[Exercise brief]: Each line in the listing below that holds "Provider" should be counted; reply with that number only.

[Provided data]:
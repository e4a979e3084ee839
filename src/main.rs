use anyhow::Result;
use clap::Parser;

mod cli;

use cli::commands::flow::FlowCommand;
use cli::commands::init::InitConfigCommand;
use cli::commands::reset::ResetCommand;
use cli::commands::status::StatusCommand;
use cli::commands::step::{StepAction, StepCommand};
use cli::commands::WizardContext;
use cli::{Cli, Commands};
use onboarding_flow::{config, init_telemetry};

fn main() -> Result<()> {
    let cli = Cli::parse();

    let mut config = config()?.clone();
    if cli.json_logs {
        config.observability.json_logs = true;
    }
    init_telemetry(&config.observability)?;

    let context = WizardContext::new(cli.project, cli.state_dir, config);

    match cli.command {
        Commands::Flow => FlowCommand::new().execute(),
        Commands::Status => StatusCommand::new(context).execute(),
        Commands::Create { name } => StepCommand::new(context, StepAction::Create(name)).execute(),
        Commands::Next { action } => StepCommand::new(context, StepAction::Next(action)).execute(),
        Commands::Back => StepCommand::new(context, StepAction::Back).execute(),
        Commands::Source { kind } => StepCommand::new(context, StepAction::Source(kind)).execute(),
        Commands::Provider { domain, provider } => {
            StepCommand::new(context, StepAction::Provider(domain, provider)).execute()
        }
        Commands::Submit {
            domain,
            form,
            payload,
        } => StepCommand::new(context, StepAction::Submit(domain, form, payload)).execute(),
        Commands::Reset => ResetCommand::new(context).execute(),
        Commands::InitConfig { force } => InitConfigCommand::new(force).execute(),
    }
}
// Router bridge - keeps the displayed page in sync with the cursor

use tracing::{debug, info, warn};
use url::Url;

/// Routing collaborator, e.g. a browser history or a terminal renderer
pub trait Router {
    /// Location currently displayed, path plus optional query
    fn location(&self) -> Option<String>;

    /// Navigate to `url`, carrying over the listed query parameters from the
    /// current location
    fn push(&mut self, url: &str, preserve_params: &[String]);
}

/// Path part of a location (`/a/b?tab=x#y` -> `/a/b`)
pub fn path_of(location: &str) -> &str {
    location
        .split(['?', '#'])
        .next()
        .unwrap_or(location)
}

/// Drives router navigation from the cursor's URL. Stateless apart from the
/// allow-list of query parameters that survive a transition.
#[derive(Debug, Clone, PartialEq, Eq)]
pub struct RouterBridge {
    preserved_params: Vec<String>,
}

impl Default for RouterBridge {
    fn default() -> Self {
        Self::new(vec!["tab".to_string()])
    }
}

impl RouterBridge {
    pub fn new(preserved_params: Vec<String>) -> Self {
        Self { preserved_params }
    }

    pub fn preserved_params(&self) -> &[String] {
        &self.preserved_params
    }

    /// Navigate to `url` unless it is already displayed. Returns whether a
    /// navigation was issued.
    pub fn sync<R: Router + ?Sized>(&self, router: &mut R, url: &str) -> bool {
        if let Some(location) = router.location() {
            if path_of(&location) == path_of(url) {
                debug!(url = %url, "Already displayed, skipping navigation");
                return false;
            }
        }

        router.push(url, &self.preserved_params);
        true
    }
}

/// In-memory router keeping a navigation history
#[derive(Debug, Clone, Default, PartialEq, Eq)]
pub struct HistoryRouter {
    history: Vec<String>,
}

impl HistoryRouter {
    // Locations are relative; parsing needs some absolute base.
    const BASE: &'static str = "http://dashboard.local";

    pub fn new() -> Self {
        Self::default()
    }

    pub fn starting_at(location: impl Into<String>) -> Self {
        Self {
            history: vec![location.into()],
        }
    }

    pub fn history(&self) -> &[String] {
        &self.history
    }

    fn resolve(&self, url: &str, preserve_params: &[String]) -> Result<String, url::ParseError> {
        let base = Url::parse(Self::BASE)?;
        let mut target = base.join(url)?;

        if let Some(current) = self.history.last() {
            let current = base.join(current)?;
            let present: Vec<String> = target.query_pairs().map(|(k, _)| k.into_owned()).collect();
            let carried: Vec<(String, String)> = current
                .query_pairs()
                .filter(|(k, _)| preserve_params.iter().any(|p| p == k.as_ref()))
                .filter(|(k, _)| !present.iter().any(|p| p == k.as_ref()))
                .map(|(k, v)| (k.into_owned(), v.into_owned()))
                .collect();

            if !carried.is_empty() {
                target.query_pairs_mut().extend_pairs(carried);
            }
        }

        Ok(match target.query() {
            Some(query) if !query.is_empty() => format!("{}?{}", target.path(), query),
            _ => target.path().to_string(),
        })
    }
}

impl Router for HistoryRouter {
    fn location(&self) -> Option<String> {
        self.history.last().cloned()
    }

    fn push(&mut self, url: &str, preserve_params: &[String]) {
        let location = match self.resolve(url, preserve_params) {
            Ok(location) => location,
            Err(e) => {
                warn!(url = %url, "Could not carry query parameters: {}", e);
                url.to_string()
            }
        };

        info!(location = %location, "Navigating");
        self.history.push(location);
    }
}
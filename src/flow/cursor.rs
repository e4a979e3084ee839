// Step cursor - the only mutable position inside a flow

use serde::{Deserialize, Serialize};
use std::sync::Arc;
use tracing::{debug, error, warn};

use super::definition::FlowDefinition;
use super::errors::FlowError;
use super::types::{Action, Step, StepName};

/// Persisted form of the cursor. The name is kept as text so a snapshot
/// written by an older flow definition still parses.
#[derive(Debug, Clone, PartialEq, Eq, Serialize, Deserialize)]
#[serde(rename_all = "camelCase")]
pub struct CursorSnapshot {
    pub current_step_name: String,
}

#[derive(Debug, Clone, PartialEq, Eq)]
struct Position {
    name: StepName,
    step: Step,
}

/// Pointer to the current step of a [`FlowDefinition`].
///
/// Name and resolved step are stored together and replaced together, so the
/// pair is never observed out of sync.
#[derive(Debug, Clone)]
pub struct StepCursor {
    flow: Arc<FlowDefinition>,
    position: Position,
}

impl StepCursor {
    pub fn new(flow: Arc<FlowDefinition>) -> Self {
        let position = Self::initial_position(&flow);
        Self { flow, position }
    }

    fn initial_position(flow: &FlowDefinition) -> Position {
        Position {
            name: flow.initial_step_name(),
            step: flow.initial_step().clone(),
        }
    }

    pub fn flow(&self) -> &Arc<FlowDefinition> {
        &self.flow
    }

    pub fn current_step_name(&self) -> StepName {
        self.position.name
    }

    pub fn current_step(&self) -> &Step {
        &self.position.step
    }

    pub fn is_finished(&self) -> bool {
        self.position.step.is_final
    }

    pub fn available_actions(&self) -> Vec<Action> {
        self.position.step.actions()
    }

    /// Resolve where `action` would lead without moving
    pub fn peek_transition(&self, action: Action) -> Result<StepName, FlowError> {
        let target = self
            .position
            .step
            .transition(action)
            .ok_or(FlowError::InvalidTransition {
                step: self.position.name,
                action,
            })?;
        self.flow.get_step(target)?;
        Ok(target)
    }

    /// Follow the `action` edge of the current step.
    ///
    /// Fails with [`FlowError::InvalidTransition`] when the step does not
    /// declare `action` (always the case for final steps). The cursor is
    /// left untouched on any error.
    pub fn next_step(&mut self, action: Action) -> Result<&Step, FlowError> {
        let target = self.peek_transition(action).inspect_err(|e| {
            error!(step = %self.position.name, action = %action, "Rejected transition: {}", e);
        })?;

        self.move_to(target)?;
        debug!(action = %action, step = %target, "Cursor advanced");
        Ok(&self.position.step)
    }

    /// Follow the current step's `previous` link
    pub fn previous_step(&mut self) -> Result<&Step, FlowError> {
        let target = self.position.step.previous.ok_or(FlowError::NoPreviousStep {
            step: self.position.name,
        })?;

        self.move_to(target)?;
        debug!(step = %target, "Cursor moved back");
        Ok(&self.position.step)
    }

    /// Jump straight to `name` without following an edge. Unknown names
    /// leave the cursor where it is.
    pub fn rewind_to(&mut self, name: StepName) -> Result<&Step, FlowError> {
        self.move_to(name)?;
        debug!(step = %name, "Cursor rewound");
        Ok(&self.position.step)
    }

    fn move_to(&mut self, name: StepName) -> Result<(), FlowError> {
        let step = self.flow.get_step(name)?.clone();
        self.position = Position { name, step };
        Ok(())
    }

    pub fn clear_state(&mut self) {
        self.position = Self::initial_position(&self.flow);
    }

    /// Re-resolve a persisted position, falling back to the initial step if
    /// the name no longer exists in this flow.
    pub fn restore_state(&mut self, snapshot: &CursorSnapshot) {
        let resolved = snapshot
            .current_step_name
            .parse::<StepName>()
            .and_then(|name| self.move_to(name));

        if let Err(e) = resolved {
            warn!(
                step = %snapshot.current_step_name,
                "Persisted step no longer resolves, restarting flow: {}", e
            );
            self.clear_state();
        }
    }

    pub fn snapshot(&self) -> CursorSnapshot {
        CursorSnapshot {
            current_step_name: self.position.name.to_string(),
        }
    }
}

[Expected answer]: 2